Lucumí e Vicario, innesti funzionali al progetto
L’analisi di Prandelli si concentra su due nuovi arrivi, Jhon Lucumí e Guglielmo Vicario, visti come la manifestazione concreta della nuova filosofia. L’acquisto del difensore colombiano, per una cifra vicina ai 20 milioni di euro nonostante il contratto in scadenza, è emblematico. Prandelli, che lo segue dai tempi di Bologna, lo definisce una garanzia. Le sue caratteristiche, come l’aggressività nell’uno contro uno e la velocità nel coprire il campo, lo rendono il partner ideale per Bremer. La sua presenza permette a Spalletti di alzare il baricentro e adottare un pressing più coraggioso, modificando l’assetto difensivo dell’intera squadra. Allo stesso modo, l’arrivo di Vicario dal Tottenham risponde all’esigenza di risolvere le incertezze tra i pali mostrate nella scorsa stagione. Sebbene Perin possa iniziare la stagione da titolare, le gerarchie a medio termine indicano Vicario come il punto di riferimento designato per dare sicurezza al reparto e qualità alla costruzione dal basso.

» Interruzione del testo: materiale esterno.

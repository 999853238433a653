//! Process-wide transport version catalog.
//!
//! The catalog is declared, validated and sealed on first access and is
//! immutable afterwards. Call [`try_init`] during startup, before accepting
//! connections that negotiate a wire format, to surface catalog faults as an
//! error instead of a panic on first use.

use std::sync::{LazyLock, OnceLock};

use wirever_registry::{
	CompatibilityPins, RegistryConfig, RegistryError, ReleaseError, ReleaseTable, TransportVersion, TransportVersionRegistry,
	VersionDeclarations,
};

mod versions;

pub use versions::TransportVersions;

/// Embedded release table.
const RELEASES_TOML: &str = include_str!("../resources/releases.toml");

/// Errors that can occur while building the catalog.
#[derive(Debug, thiserror::Error)]
pub enum CatalogError {
	#[error(transparent)]
	Registry(#[from] RegistryError),
	#[error(transparent)]
	Release(#[from] ReleaseError),
}

/// Declared versions, the sealed registry built from them, and the release
/// label table.
#[derive(Debug)]
pub struct Catalog {
	pub versions: TransportVersions,
	registry: TransportVersionRegistry,
	releases: ReleaseTable,
}

impl Catalog {
	pub fn build(config: RegistryConfig) -> Result<Self, CatalogError> {
		let mut decls = VersionDeclarations::new(config);
		let versions = TransportVersions::declare(&mut decls)?;

		// Should be the version of the last minor of the previous major.
		let minimum_compatible = decls.alias("MINIMUM_COMPATIBLE", versions.V_7_17_0);
		// Should be the version of the previous minor release.
		let minimum_ccs = decls.alias("MINIMUM_CCS_VERSION", versions.V_8_15_0);

		let registry = decls.seal(CompatibilityPins {
			minimum_compatible,
			minimum_ccs,
		})?;
		let releases = ReleaseTable::from_toml(RELEASES_TOML, registry.latest())?;

		Ok(Self {
			versions,
			registry,
			releases,
		})
	}

	#[inline]
	pub fn registry(&self) -> &TransportVersionRegistry {
		&self.registry
	}

	pub fn lookup_release_label(&self, id: u32) -> String {
		self.releases.lookup(id)
	}
}

static CATALOG: OnceLock<Catalog> = OnceLock::new();

/// Builds the process-wide catalog with `config` unless it already exists.
pub fn try_init(config: RegistryConfig) -> Result<&'static Catalog, CatalogError> {
	if let Some(catalog) = CATALOG.get() {
		return Ok(catalog);
	}
	let built = Catalog::build(config)?;
	Ok(CATALOG.get_or_init(|| built))
}

/// Returns the process-wide catalog, building it with the default config on
/// first use.
///
/// # Panics
///
/// Panics if the catalog is invalid. A broken catalog cannot negotiate safely.
pub fn catalog() -> &'static Catalog {
	CATALOG.get_or_init(|| match Catalog::build(RegistryConfig::default()) {
		Ok(catalog) => catalog,
		Err(e) => {
			tracing::error!(error = %e, "transport version catalog is invalid");
			panic!("transport version catalog: {e}");
		}
	})
}

pub static VERSIONS: LazyLock<&'static TransportVersions> = LazyLock::new(|| &catalog().versions);
pub static REGISTRY: LazyLock<&'static TransportVersionRegistry> = LazyLock::new(|| catalog().registry());

#[inline]
pub fn versions() -> &'static TransportVersions {
	&catalog().versions
}

#[inline]
pub fn registry() -> &'static TransportVersionRegistry {
	catalog().registry()
}

/// The highest transport version defined in this build.
#[inline]
pub fn latest() -> TransportVersion {
	registry().latest()
}

#[inline]
pub fn minimum_compatible() -> TransportVersion {
	registry().minimum_compatible()
}

#[inline]
pub fn minimum_ccs_version() -> TransportVersion {
	registry().minimum_ccs()
}

/// Every registered version in ascending id order.
pub fn all() -> impl DoubleEndedIterator<Item = TransportVersion> + ExactSizeIterator {
	registry().all()
}

/// Maps any id to the best-matching release label, e.g. `8.15.0` or
/// `8.15.4-8.16.0`.
pub fn lookup_release_label(id: u32) -> String {
	catalog().lookup_release_label(id)
}

#[cfg(test)]
mod tests;
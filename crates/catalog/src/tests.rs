use std::ptr;

use rstest::rstest;
use wirever_registry::{IntegrityAudit, RegistryConfig, RegistryError, TransportVersion};

use super::*;

#[test]
fn test_every_named_version_is_registered() {
	// ZERO is the only declared constant left out.
	assert_eq!(registry().len(), TransportVersions::NAMES.len() - 1);
	assert_eq!(all().len(), registry().len());
	for name in TransportVersions::NAMES.iter().filter(|name| **name != "ZERO") {
		assert!(registry().by_name(name).is_ok(), "{name} missing from registry");
	}
}

#[test]
fn test_latest_is_newest_declaration() {
	assert_eq!(latest(), versions().SOURCE_MODE_TELEMETRY);
	assert_eq!(latest().id(), 8_802_00_0);
	assert_eq!(all().next_back(), Some(latest()));
}

#[test]
fn test_compatibility_pins() {
	assert_eq!(minimum_compatible(), VERSIONS.V_7_17_0);
	assert_eq!(minimum_ccs_version(), VERSIONS.V_8_15_0);
	assert!(minimum_compatible().before(minimum_ccs_version()));
	assert!(registry().is_compatible(latest()));
}

#[test]
fn test_all_is_strictly_ascending() {
	let ids: Vec<u32> = all().map(TransportVersion::id).collect();
	assert!(ids.windows(2).all(|w| w[0] < w[1]));
	assert_eq!(ids.first(), Some(&VERSIONS.V_7_0_0.id()));
}

#[test]
fn test_aliases_are_not_indexed() {
	assert!(matches!(registry().by_name("MINIMUM_COMPATIBLE"), Err(RegistryError::UnknownName { .. })));
	assert_eq!(registry().name_of(VERSIONS.V_8_15_0), Some("V_8_15_0"));
}

#[test]
fn test_backports_are_patches_of_their_base() {
	let v = versions();
	assert!(v.V_8_15_2.is_patch_from(v.V_8_15_0));
	assert!(v.QUERY_RULES_LIST_INCLUDES_TYPES_BACKPORT_8_15.is_patch_from(v.V_8_15_0));
	assert!(v.QUERY_RULES_LIST_INCLUDES_TYPES_BACKPORT_8_16.is_patch_from(v.INFERENCE_DONT_PERSIST_ON_READ_BACKPORT_8_16));
	assert!(!v.ESQL_PROFILE_SLEEPS.is_patch_from(v.V_8_15_0));
}

#[rstest]
#[case::seven(7_17_00_99, "7.17.0")]
#[case::shared_id(8_500_020, "8.9.0-8.9.2")]
#[case::patch_pair(8_702_00_2, "8.15.0-8.15.1")]
#[case::between(8_725_00_0, "8.15.4-8.16.0")]
#[case::current(8_802_00_0, "9.0.0")]
#[case::future(9_000_00_0, "9.0.1-snapshot[9000000]")]
fn test_release_labels(#[case] id: u32, #[case] expected: &str) {
	assert_eq!(lookup_release_label(id), expected);
}

#[test]
fn test_build_without_audit_matches() {
	let unaudited = Catalog::build(RegistryConfig::default().audit(IntegrityAudit::Disabled)).unwrap();
	assert_eq!(unaudited.registry().len(), registry().len());
	assert_eq!(unaudited.registry().latest(), latest());
}

#[test]
fn test_unignored_alias_is_rejected() {
	let config = RegistryConfig::default().audit(IntegrityAudit::Enabled).ignored(["ZERO"]);
	let err = Catalog::build(config).unwrap_err();
	assert!(matches!(
		err,
		CatalogError::Registry(RegistryError::DuplicateMapping {
			existing: "V_7_17_0",
			name: "MINIMUM_COMPATIBLE",
			..
		})
	));
}

#[test]
fn test_try_init_returns_shared_catalog() {
	let first = catalog();
	let second = try_init(RegistryConfig::default()).unwrap();
	assert!(ptr::eq(first, second));
}

#[test]
fn test_concurrent_readers_agree() {
	let expected = latest();
	std::thread::scope(|s| {
		let handles: Vec<_> = (0..4).map(|_| s.spawn(|| (latest(), all().len()))).collect();
		for handle in handles {
			assert_eq!(handle.join().unwrap(), (expected, registry().len()));
		}
	});
}
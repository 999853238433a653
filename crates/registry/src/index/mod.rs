//! Sealed transport version index.
//!
//! # Purpose
//!
//! Holds every declared transport version in id order together with the derived
//! compatibility constants. Negotiation code reads it on hot paths, so nothing
//! here locks or allocates after construction (apart from error values).
//!
//! # Mental Model
//!
//! 1. **Declare:** [`crate::VersionDeclarations::def`] validates each id through the
//!    [`crate::IdAccumulator`] and records the constant's name.
//! 2. **Seal:** [`crate::VersionDeclarations::seal`] closes the accumulator, runs
//!    [`build_index`] over the declarations and derives the constants in
//!    [`TransportVersionRegistry::from_index`].
//! 3. **Read:** the sealed [`TransportVersionRegistry`] is immutable and shared.
//!
//! # Invariants
//!
//! - Ids are unique and appear in declaration order.
//!   - Enforced in: [`crate::IdAccumulator::register`].
//!   - Failure symptom: two wire formats share an id across a rolling upgrade.
//!
//! - One name per id in the sealed index.
//!   - Enforced in: [`build_index`] when [`crate::IntegrityAudit`] is enabled.
//!   - Failure symptom: an alias leaks into [`TransportVersionRegistry::all`].
//!
//! - Compatibility pins are members of the index.
//!   - Enforced in: [`TransportVersionRegistry::from_index`].
//!   - Failure symptom: the compatibility floor names a version no node speaks.

mod build;

use std::collections::BTreeMap;
use std::ops::RangeBounds;

pub use build::{Declaration, VersionIndex, build_index};
use rustc_hash::FxHashMap as HashMap;

use crate::error::{RegistryError, VersionError};
use crate::version::TransportVersion;
use crate::wire;

/// Versions chosen by the integrator as compatibility floors.
#[derive(Debug, Clone, Copy, PartialEq, Eq)]
pub struct CompatibilityPins {
	/// Oldest version this process still negotiates with.
	pub minimum_compatible: TransportVersion,
	/// Oldest version accepted for cross-cluster search.
	pub minimum_ccs: TransportVersion,
}

/// Immutable, id-ordered registry of every known transport version.
#[derive(Debug)]
pub struct TransportVersionRegistry {
	by_id: BTreeMap<u32, TransportVersion>,
	id_names: HashMap<u32, &'static str>,
	by_name: HashMap<&'static str, TransportVersion>,
	latest: TransportVersion,
	minimum_compatible: TransportVersion,
	minimum_ccs: TransportVersion,
}

impl TransportVersionRegistry {
	/// Derives the latest version and checks the pins against the index.
	pub fn from_index(index: VersionIndex, pins: CompatibilityPins) -> Result<Self, RegistryError> {
		let latest = index
			.by_id
			.last_key_value()
			.map(|(_, version)| *version)
			.ok_or(RegistryError::Empty)?;

		for (role, pin) in [
			("minimum compatible", pins.minimum_compatible),
			("minimum ccs", pins.minimum_ccs),
		] {
			if !index.by_id.contains_key(&pin.id()) {
				return Err(RegistryError::UnknownPin { role, id: pin.id() });
			}
		}

		let by_name = index
			.names
			.iter()
			.map(|(&id, &name)| (name, TransportVersion::new(id)))
			.collect();

		tracing::debug!(
			versions = index.by_id.len(),
			latest = %latest,
			minimum_compatible = %pins.minimum_compatible,
			minimum_ccs = %pins.minimum_ccs,
			"sealed transport version registry"
		);

		Ok(Self {
			by_id: index.by_id,
			id_names: index.names,
			by_name,
			latest,
			minimum_compatible: pins.minimum_compatible,
			minimum_ccs: pins.minimum_ccs,
		})
	}

	/// Returns the highest registered version.
	#[inline]
	pub fn latest(&self) -> TransportVersion {
		self.latest
	}

	#[inline]
	pub fn minimum_compatible(&self) -> TransportVersion {
		self.minimum_compatible
	}

	#[inline]
	pub fn minimum_ccs(&self) -> TransportVersion {
		self.minimum_ccs
	}

	/// Returns every registered version in ascending id order.
	#[inline]
	pub fn all(&self) -> impl DoubleEndedIterator<Item = TransportVersion> + ExactSizeIterator + '_ {
		self.by_id.values().copied()
	}

	/// Returns registered versions whose ids fall in `range`, ascending.
	pub fn range<R: RangeBounds<u32>>(&self, range: R) -> impl DoubleEndedIterator<Item = TransportVersion> + '_ {
		self.by_id.range(range).map(|(_, version)| *version)
	}

	#[inline]
	pub fn len(&self) -> usize {
		self.by_id.len()
	}

	/// Always false for a sealed registry; present for API symmetry with `len`.
	#[inline]
	pub fn is_empty(&self) -> bool {
		self.by_id.is_empty()
	}

	#[inline]
	pub fn get(&self, id: u32) -> Option<TransportVersion> {
		self.by_id.get(&id).copied()
	}

	#[inline]
	pub fn is_known(&self, id: u32) -> bool {
		self.by_id.contains_key(&id)
	}

	/// Resolves an id received from a peer.
	///
	/// Unknown ids, typically from a newer node, still produce a version that
	/// compares correctly against registered ones.
	#[inline]
	pub fn from_id(&self, id: u32) -> TransportVersion {
		self.get(id).unwrap_or(TransportVersion::new(id))
	}

	/// Returns the highest registered version at or below `id`, or the zero
	/// version when `id` predates everything registered.
	pub fn best_known(&self, id: u32) -> TransportVersion {
		self.by_id
			.range(..=id)
			.next_back()
			.map(|(_, version)| *version)
			.unwrap_or(TransportVersion::ZERO)
	}

	/// Returns true if a peer speaking `version` can be negotiated with.
	#[inline]
	pub fn is_compatible(&self, version: TransportVersion) -> bool {
		version.on_or_after(self.minimum_compatible)
	}

	#[inline]
	pub fn is_ccs_compatible(&self, version: TransportVersion) -> bool {
		version.on_or_after(self.minimum_ccs)
	}

	/// Returns the constant name a version was declared under.
	pub fn name_of(&self, version: TransportVersion) -> Option<&'static str> {
		self.id_names.get(&version.id()).copied()
	}

	/// Looks a version up by its constant name.
	pub fn by_name(&self, name: &str) -> Result<TransportVersion, RegistryError> {
		self.by_name.get(name).copied().ok_or_else(|| RegistryError::UnknownName {
			name: name.to_string(),
			suggestion: self.suggest_name(name),
		})
	}

	/// Suggests a similar constant name using fuzzy matching.
	fn suggest_name(&self, name: &str) -> Option<&'static str> {
		self.by_name
			.keys()
			.map(|&candidate| (strsim::levenshtein(name, candidate), candidate))
			.filter(|&(distance, _)| distance <= 3)
			.min()
			.map(|(_, candidate)| candidate)
	}

	/// Decodes a version id from the wire and resolves it via [`Self::from_id`].
	pub fn read_version(&self, bytes: &[u8]) -> Result<TransportVersion, VersionError> {
		wire::decode_id(bytes).map(|id| self.from_id(id))
	}
}

#[cfg(test)]
mod tests;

Spalletti come garanzia di crescita
Al di là dei singoli, per Prandelli è proprio la figura di Luciano Spalletti a rappresentare il principale valore aggiunto della Juventus. La sua profonda conoscenza del campionato italiano e la sua abilità nel valorizzare i giocatori a disposizione sono ritenute fondamentali. Il coinvolgimento dell’allenatore nelle scelte di mercato riduce il rischio di acquistare profili non adatti al suo sistema di gioco, un problema del passato. Questa sinergia tra guida tecnica e dirigenza aumenta la coerenza del progetto e pone le basi per una stagione in cui non sono ammessi ulteriori passi falsi. La costruzione di una squadra competitiva richiederà tempo, ma la presenza di Spalletti al timone è vista come la migliore garanzia per il percorso di ricostruzione bianconero.